I have looked down the barrel of a gun pointed at me, and never for an instant was I afraid. Fear is the story of a future. How could I know that he would pull the trigger? How can I know that an environmental catastrophe will happen or, if it does happen, that it will be a bad thing for me, for you, for the planet? Once you understand this, and begin to live in reality, not in your unquestioned thoughts about reality, life becomes fearless, loving, and filled with adventure and gratitude, whatever the nonexistent future may bring.
Fear is not possible when you’ve questioned your mind; it can be experienced only when the mind projects a story into the future. The story of an unquestioned past is what we continue to project as a future. If we weren’t attached to the story of a past, we would notice that we’re already living in the future, and that it’s always now, and now is always good.

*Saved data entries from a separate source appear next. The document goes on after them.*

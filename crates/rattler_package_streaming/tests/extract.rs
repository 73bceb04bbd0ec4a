use rattler_conda_types::package::ArchiveType;
use rattler_package_streaming::read::{extract_conda, extract_tar_bz2};
use std::fs::File;
use std::path::{Path, PathBuf};

fn find_all_archives() -> impl Iterator<Item = PathBuf> {
    std::fs::read_dir(Path::new(env!("CARGO_MANIFEST_DIR")).join("../../test-data"))
        .unwrap()
        .filter_map(Result::ok)
        .map(|d| d.path())
}

#[test]
fn test_extract_conda() {
    let temp_dir = Path::new(env!("CARGO_TARGET_TMPDIR"));
    println!("Target dir: {}", temp_dir.display());

    for file_path in
        find_all_archives().filter(|path| ArchiveType::try_from(path) == Some(ArchiveType::Conda))
    {
        println!("Name: {}", file_path.display());

        let target_dir = temp_dir.join(file_path.file_stem().unwrap());
        extract_conda(File::open(&file_path).unwrap(), &target_dir).unwrap();
    }
}

#[test]
fn test_stream_info() {
    let temp_dir = Path::new(env!("CARGO_TARGET_TMPDIR"));
    println!("Target dir: {}", temp_dir.display());

    for file_path in
        find_all_archives().filter(|path| ArchiveType::try_from(path) == Some(ArchiveType::Conda))
    {
        println!("Name: {}", file_path.display());

        let mut info_stream =
            rattler_package_streaming::seek::stream_conda_info(File::open(&file_path).unwrap())
                .unwrap();

        let target_dir = temp_dir.join(format!(
            "{}-info",
            file_path.file_stem().unwrap().to_string_lossy().as_ref()
        ));

        info_stream.unpack(target_dir).unwrap();
    }
}

#[test]
fn test_extract_tar_bz2() {
    let temp_dir = Path::new(env!("CARGO_TARGET_TMPDIR"));
    println!("Target dir: {}", temp_dir.display());

    for file_path in
        find_all_archives().filter(|path| ArchiveType::try_from(path) == Some(ArchiveType::TarBz2))
    {
        println!("Name: {}", file_path.display());

        let target_dir = temp_dir.join(file_path.file_stem().unwrap());
        extract_tar_bz2(File::open(&file_path).unwrap(), &target_dir).unwrap();
    }
}

#[cfg(feature = "tokio")]
#[tokio::test]
async fn test_extract_tar_bz2_async() {
    let temp_dir = Path::new(env!("CARGO_TARGET_TMPDIR")).join("tokio");
    println!("Target dir: {}", temp_dir.display());

    for file_path in
        find_all_archives().filter(|path| ArchiveType::try_from(path) == Some(ArchiveType::TarBz2))
    {
        println!("Name: {}", file_path.display());

        let target_dir = temp_dir.join(file_path.file_stem().unwrap());
        rattler_package_streaming::tokio::async_read::extract_tar_bz2(
            tokio::fs::File::open(&file_path).await.unwrap(),
            &target_dir,
        )
        .await
        .unwrap();
    }
}

#[cfg(feature = "tokio")]
#[tokio::test]
async fn test_extract_conda_async() {
    let temp_dir = Path::new(env!("CARGO_TARGET_TMPDIR")).join("tokio");
    println!("Target dir: {}", temp_dir.display());

    for file_path in
        find_all_archives().filter(|path| ArchiveType::try_from(path) == Some(ArchiveType::Conda))
    {
        println!("Name: {}", file_path.display());

        let target_dir = temp_dir.join(file_path.file_stem().unwrap());
        rattler_package_streaming::tokio::async_read::extract_conda(
            tokio::fs::File::open(&file_path).await.unwrap(),
            &target_dir,
        )
        .await
        .unwrap();
    }
}

#[cfg(feature = "reqwest")]
#[test]
fn test_extract_url() {
    let temp_dir = Path::new(env!("CARGO_TARGET_TMPDIR"));
    println!("Target dir: {}", temp_dir.display());

    for url in [
        "https://conda.anaconda.org/conda-forge/win-64/ruff-0.0.205-py39h5b3f8fb_0.conda",
        "https://conda.anaconda.org/conda-forge/win-64/python-3.11.0-hcf16a7b_0_cpython.tar.bz2",
    ] {
        let (_, filename) = url.rsplit_once('/').unwrap();
        let name = Path::new(filename);
        println!("Name: {}", name.display());

        let target_dir = temp_dir.join(name);
        rattler_package_streaming::reqwest::extract(Default::default(), url, &target_dir).unwrap();
    }
}

#[cfg(all(feature = "reqwest", feature = "tokio"))]
#[tokio::test]
async fn test_extract_url_async() {
    let temp_dir = Path::new(env!("CARGO_TARGET_TMPDIR")).join("tokio");
    println!("Target dir: {}", temp_dir.display());

    for url in [
        "https://conda.anaconda.org/conda-forge/win-64/ruff-0.0.205-py39h5b3f8fb_0.conda",
        "https://conda.anaconda.org/conda-forge/win-64/python-3.11.0-hcf16a7b_0_cpython.tar.bz2",
    ] {
        let (_, filename) = url.rsplit_once('/').unwrap();
        let name = Path::new(filename);
        println!("Name: {}", name.display());

        let target_dir = temp_dir.join(name);
        rattler_package_streaming::reqwest::tokio::extract(Default::default(), url, &target_dir)
            .await
            .unwrap();
    }
}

The war with God—which is another name for reality—always sees catastrophes looming, whether these are planetary or personal. It’s a very painful way to live. But when you question your mind, thoughts flow in and out and don’t cause any stress, because you no longer believe them. And you instantly realize that their opposites could be just as true, or even truer. Reality shows you, in that peace of mind, that there are no problems, only solutions. You know, to your very depths, that whatever happens is what should be happening and you know what to do. If I lose my life or my children or the whole planet, I lose what wasn’t mine in the first place. It’s a good thing. Either that, or God is a sadist, and that’s not my experience.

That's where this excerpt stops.